Asked if she had considered moving to one of the model villages funded by Japan’s Nippon Foundation, K’Moo Paw was pessimistic.

“You will have to live with many people in a small space,” she said. “In our village … we had a lot of space.”

The IDPs and refugees want to go home, but not to where the government is establishing resettlement sites, said Eh Doe Doh.

“This is like a prison. This is not the way we live. It’s very hot, there are no trees. It’s worse than here,” said Eh Doe Doh, referring to Ee Tu Hta.

KNLA soldiers visit a village in Karen State. Ceasefires have paved the way for peace talks but a permanent solution to repatriating thousands of internally displaced persons and refugees has not been found. (Brennan O'Connor | Frontier)

KNLA soldiers visit a village in Karen State. Ceasefires have paved the way for peace talks but a permanent solution to repatriating thousands of internally displaced persons and refugees has not been found. (Brennan O’Connor | Frontier)

Working closely with the Kayin State government and the Karen National Union, in the first phase of the project, the Nippon Foundation is funding the construction of 1,250 houses, seven schools, three rural health centres and a bridge at 25 locations throughout Kayin and Mon states and Tanintharyi Region. Work is expected to wrap up within weeks.

The foundation is also supporting some livelihood development programs in the Kayin State capital, Hpa-an.

Bridge Asia Japan, an NGO, is training 120 men to be electricians, bricklayers and mechanics. The foundation is also working with the state government and the Ministry of Health to train farmers to grow high-quality medicinal plants.

Mr Desmond Molloy, the Myanmar senior program director for Nippon Foundation, said the second phase of the project has been approved by the Union government. The foundation was considering supporting livelihood development in conflict-affected communities, particularly in remote areas.

Nippon has also been allowed more oversight in the construction of housing sites in the second phase.

“We set the design and specifications of the buildings ourselves rather than [the state government or KNU] giving us six different designs of houses in different areas,” Molloy said.
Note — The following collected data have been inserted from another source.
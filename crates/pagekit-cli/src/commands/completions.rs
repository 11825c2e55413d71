//! Shell completion generation.

use clap::CommandFactory;
use clap_complete::{generate, shells};

use crate::cli::{Cli, CompletionsArgs, Shell};

pub fn execute(args: CompletionsArgs) -> crate::error::CliResult<()> {
    let mut cmd = Cli::command();

    match args.shell {
        Shell::Bash => generate(shells::Bash, &mut cmd, "pagekit", &mut std::io::stdout()),
        Shell::Zsh => generate(shells::Zsh, &mut cmd, "pagekit", &mut std::io::stdout()),
        Shell::Fish => generate(shells::Fish, &mut cmd, "pagekit", &mut std::io::stdout()),
        Shell::PowerShell => generate(
            shells::PowerShell,
            &mut cmd,
            "pagekit",
            &mut std::io::stdout(),
        ),
        Shell::Elvish => generate(shells::Elvish, &mut cmd, "pagekit", &mut std::io::stdout()),
    };

    Ok(())
}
Asked about Eh Doe Doh’s criticism that houses at the foundation’s model village at Lay Kay Kaw in Myawaddy District were too hot because of a lack of shade, Molloy said many resettlement sites were greenfield locations cleared of trees. The roofing is corrugated iron so they are going to be hot, he said, adding that it would take time for shade trees to grow.

About 60 of the 100 homes in Lay Kay Kaw, in the KNU’s 6th Brigade area near the border town of Myawaddy, were already occupied when the model village was officially opened in March.

Several families have already started small home-based shops, said Molloy, adding that this was typically how the development of communities begins.

For “resettled people, everything will not be perfect but it’s a foundation upon which to build”, he said.